Medan, 26 Maret 2026 – RESKRIMPOLDA.NEWS
Direktorat Reserse Narkoba Polda Sumatera Utara berhasil menggagalkan upaya penyelundupan narkotika jaringan lintas negara dengan menyita barang bukti berupa 50 kilogram sabu dan 20.000 butir pil ekstasi di perairan Bagan Asahan, Kabupaten Asahan.
Pengungkapan kasus tersebut dilakukan oleh Unit 4 Subdit 2 Ditresnarkoba Polda Sumut pada Kamis (19/3/2026) sekitar pukul 07.00 WIB, setelah melalui proses penyelidikan intensif selama kurang lebih dua pekan.
Direktur Reserse Narkoba Polda Sumut, Kombes Pol. Andy Arisandi, menjelaskan bahwa operasi ini bermula dari informasi adanya pergerakan kapal yang diduga membawa narkotika dari wilayah perairan Malaysia menuju Indonesia.

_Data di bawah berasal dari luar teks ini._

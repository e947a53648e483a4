use datafusion::{arrow::error::ArrowError, error::DataFusionError};
use gcp_bigquery_client::error::BQError;
use reqwest::StatusCode;
use thiserror::Error;

#[derive(Debug, Error)]
pub enum Error {
    #[error("DataFusion: {0}")]
    DataFusion(#[from] DataFusionError),

    #[error("Arrow: {0}")]
    Arrow(#[from] ArrowError),

    #[error("The date supplied '{date}' is invalid")]
    InvalidDate { date: String },

    #[error("API responded with error: {0}")]
    ApiFailure(#[from] reqwest::Error),

    #[error("'{endpoint}' responded with status {status}: {body}")]
    UnexpectedStatus {
        endpoint: String,
        status: StatusCode,
        body: String,
    },

    #[error("Failed to parse URL: {0}")]
    UrlParsingFailed(#[from] url::ParseError),

    #[error("{resource} record has a missing or malformed '{field}' field")]
    BadField {
        resource: &'static str,
        field: &'static str,
    },

    #[error("BigQuery: {0}")]
    BigQuery(#[from] BQError),

    #[error("Warehouse write failed: {message}")]
    WarehouseWrite { message: String },

    #[error("Column '{column}' has unsupported type {data_type}")]
    UnsupportedColumn { column: String, data_type: String },

    #[error("{message}")]
    NoData { message: String },
}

“Petugas melakukan pengintaian dan pemantauan secara intensif selama kurang lebih dua minggu. Setelah memastikan validitas informasi, tim melakukan pengintaian terhadap kapal yang mencurigakan,” ungkap Kombes Pol. Andy Arisandi, Selasa (24/3/2026).
Pada saat penindakan, kapal target terdeteksi memasuki perairan Bagan Asahan. Petugas kemudian melakukan mencurigakan dan berhasil mencapai keamanan kapal bersama seorang pria berinisial B (38), warga Kabupaten Asahan, yang diduga berperan sebagai kurir.

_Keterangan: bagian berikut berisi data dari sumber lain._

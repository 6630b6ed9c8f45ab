use num_traits::Zero;
use tinyvec::ArrayVec;

use super::line::LineSegment;
use super::point::Point;

/// A path composed of up to N connected straight segments, measurable by arc length.
pub struct LinePath<P, const N: usize>
where
    P: Point,
    [LineSegment<P>; N]: tinyvec::Array<Item = LineSegment<P>>,
{
    segments: ArrayVec<[LineSegment<P>; N]>,
}

impl<P, const N: usize> LinePath<P, N>
where
    P: Point,
    [LineSegment<P>; N]: tinyvec::Array<Item = LineSegment<P>>,
{
    pub fn new() -> Self {
        LinePath {
            segments: ArrayVec::new(),
        }
    }

    /// Build a path through consecutive `points`. Points that do not fit
    /// into the segment capacity are ignored.
    pub fn from_points(points: &[P]) -> Self {
        let mut path = Self::new();
        for pair in points.windows(2) {
            if !path.push_line(LineSegment::new(pair[0], pair[1])) {
                break;
            }
        }
        path
    }

    pub fn len(&self) -> usize {
        self.segments.len()
    }

    pub fn is_empty(&self) -> bool {
        self.segments.len() == 0
    }

    pub fn push_line(&mut self, segment: LineSegment<P>) -> bool {
        if self.segments.len() < self.segments.capacity() {
            self.segments.push(segment);
            true
        } else {
            false
        }
    }

    /// Total arc length of all segments.
    pub fn length(&self) -> P::Scalar {
        self.segments
            .iter()
            .fold(P::Scalar::zero(), |acc, segment| acc + segment.length())
    }

    /// Return the point at arc length `distance` from the start of the path.
    /// Walks the segments accumulating their lengths until `distance` falls
    /// inside the current one, then interpolates within it.
    /// Offsets beyond the total length clamp to the final point, offsets below
    /// zero to the first point. Returns None for empty paths.
    pub fn point_at_length(&self, distance: P::Scalar) -> Option<P> {
        let first = self.segments.first()?;
        if !(distance > P::Scalar::zero()) {
            return Some(first.start);
        }

        let mut travelled = P::Scalar::zero();
        for segment in self.segments.iter() {
            let length = segment.length();
            if distance <= travelled + length {
                return Some(segment.point_at_length(distance - travelled));
            }
            travelled = travelled + length;
        }

        self.segments.last().map(|segment| segment.end)
    }
}

impl<P, const N: usize> Default for LinePath<P, N>
where
    P: Point,
    [LineSegment<P>; N]: tinyvec::Array<Item = LineSegment<P>>,
{
    fn default() -> Self {
        Self::new()
    }
}

#[cfg(test)]
mod tests {
    use super::*;
    use crate::Point2;

    fn corner() -> LinePath<Point2<f64>, 4> {
        LinePath::from_points(&[
            Point2::new(0.0, 0.0),
            Point2::new(1.0, 0.0),
            Point2::new(1.0, 2.0),
        ])
    }

    #[test]
    fn line_path_length() {
        let path = corner();
        assert_eq!(path.len(), 2);
        assert!((path.length() - 3.0).abs() < 1e-12);
    }

    #[test]
    fn line_path_point_at_length_walks_segments() {
        let path = corner();

        let p0 = path.point_at_length(0.0).unwrap();
        assert_eq!(p0, Point2::new(0.0, 0.0));

        let p1 = path.point_at_length(0.5).unwrap();
        assert!(p1.distance(Point2::new(0.5, 0.0)) < 1e-12);

        // exactly on the joint
        let p2 = path.point_at_length(1.0).unwrap();
        assert!(p2.distance(Point2::new(1.0, 0.0)) < 1e-12);

        let p3 = path.point_at_length(2.0).unwrap();
        assert!(p3.distance(Point2::new(1.0, 1.0)) < 1e-12);
    }

    #[test]
    fn line_path_clamps_out_of_range() {
        let path = corner();

        let start = path.point_at_length(-1.0).unwrap();
        assert_eq!(start, Point2::new(0.0, 0.0));

        let end = path.point_at_length(42.0).unwrap();
        assert_eq!(end, Point2::new(1.0, 2.0));
    }

    #[test]
    fn line_path_capacity() {
        let mut path: LinePath<Point2<f64>, 1> = LinePath::new();
        let first = path.push_line(LineSegment::new(
            Point2::new(0.0, 0.0),
            Point2::new(1.0, 0.0),
        ));
        let second = path.push_line(LineSegment::new(
            Point2::new(1.0, 0.0),
            Point2::new(2.0, 0.0),
        ));

        assert!(first);
        assert!(!second);
        assert_eq!(path.len(), 1);
    }

    #[test]
    fn empty_path_has_no_points() {
        let path: LinePath<Point2<f64>, 2> = LinePath::default();
        assert!(path.is_empty());
        assert!(path.point_at_length(1.0).is_none());
    }
}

Dari hasil penggeledahan, petugas menemukan 50 bungkus plastik berlabel teh China berwarna merah yang berisi sabu dengan berat total mencapai 50.000 gram. Selain itu, ditemukan pula 20.000 butir pil ekstasi. Barang bukti lain yang turut diamankan meliputi satu unit kapal, satu unit telepon genggam, serta perangkat Global Positioning System (GPS).
Berdasarkan hasil pemeriksaan awal, tersangka mengaku diperintah oleh seseorang berinisial F dengan imbalan sebesar Rp70 juta untuk mengantarkan narkotika tersebut.

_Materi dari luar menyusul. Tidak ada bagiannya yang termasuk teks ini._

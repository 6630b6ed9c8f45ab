use num_traits::Float;

use super::point2::Point2;
use super::scalar;

/// Axis aligned rectangle given by its edges, y axis pointing down.
#[derive(Copy, Clone, Debug, Default, PartialEq)]
#[cfg_attr(feature = "serde", derive(serde::Serialize, serde::Deserialize))]
pub struct Rect<F> {
    pub left: F,
    pub top: F,
    pub right: F,
    pub bottom: F,
}

impl<F> Rect<F>
where
    F: Float + From<f32>,
{
    pub fn new(left: F, top: F, right: F, bottom: F) -> Self {
        Rect {
            left,
            top,
            right,
            bottom,
        }
    }

    /// The drawing area of a `width` x `height` box after removing `padding`
    /// (left, top, right, bottom) from each side.
    pub fn from_padded(width: F, height: F, padding: (F, F, F, F)) -> Self {
        let (left, top, right, bottom) = padding;
        Rect::new(left, top, width - right, height - bottom)
    }

    pub fn width(&self) -> F {
        self.right - self.left
    }

    pub fn height(&self) -> F {
        self.bottom - self.top
    }

    pub fn center(&self) -> Point2<F> {
        let half = scalar::<F>(0.5);
        Point2::new(
            self.left + self.width() * half,
            self.top + self.height() * half,
        )
    }

    /// Returns true if the rectangle encloses no area.
    pub fn is_empty(&self) -> bool {
        !(self.width() > F::zero() && self.height() > F::zero())
    }

    pub fn is_square(&self) -> bool {
        self.width() == self.height()
    }

    /// Shrink the rectangle by `dx` on the left and right and `dy` on the top and bottom.
    pub fn inset(&self, dx: F, dy: F) -> Self {
        Rect::new(
            self.left + dx,
            self.top + dy,
            self.right - dx,
            self.bottom - dy,
        )
    }

    /// Point at fractions (`fx`, `fy`) of the width and height, measured from the top-left.
    pub fn point_at(&self, fx: F, fy: F) -> Point2<F> {
        Point2::new(
            self.left + self.width() * fx,
            self.top + self.height() * fy,
        )
    }
}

Menindaklanjuti pengakuan tersebut, petugas langsung melakukan pengembangan ke perumahan tiba-tiba pengontrol berinisial F. Namun, yang bersangkutan tidak ditemukan dan diduga telah melarikan diri.
“Tim masih terus melakukan pengembangan untuk mengungkap jaringan yang lebih luas, termasuk memburu pelaku lain yang terlibat dalam sindikat ini,” tegasnya.
Polda Sumut menegaskan komitmennya untuk terus anggota peredaran narkotika, khususnya jaringan internasional, guna melindungi masyarakat dari bahaya penyalahgunaan narkoba.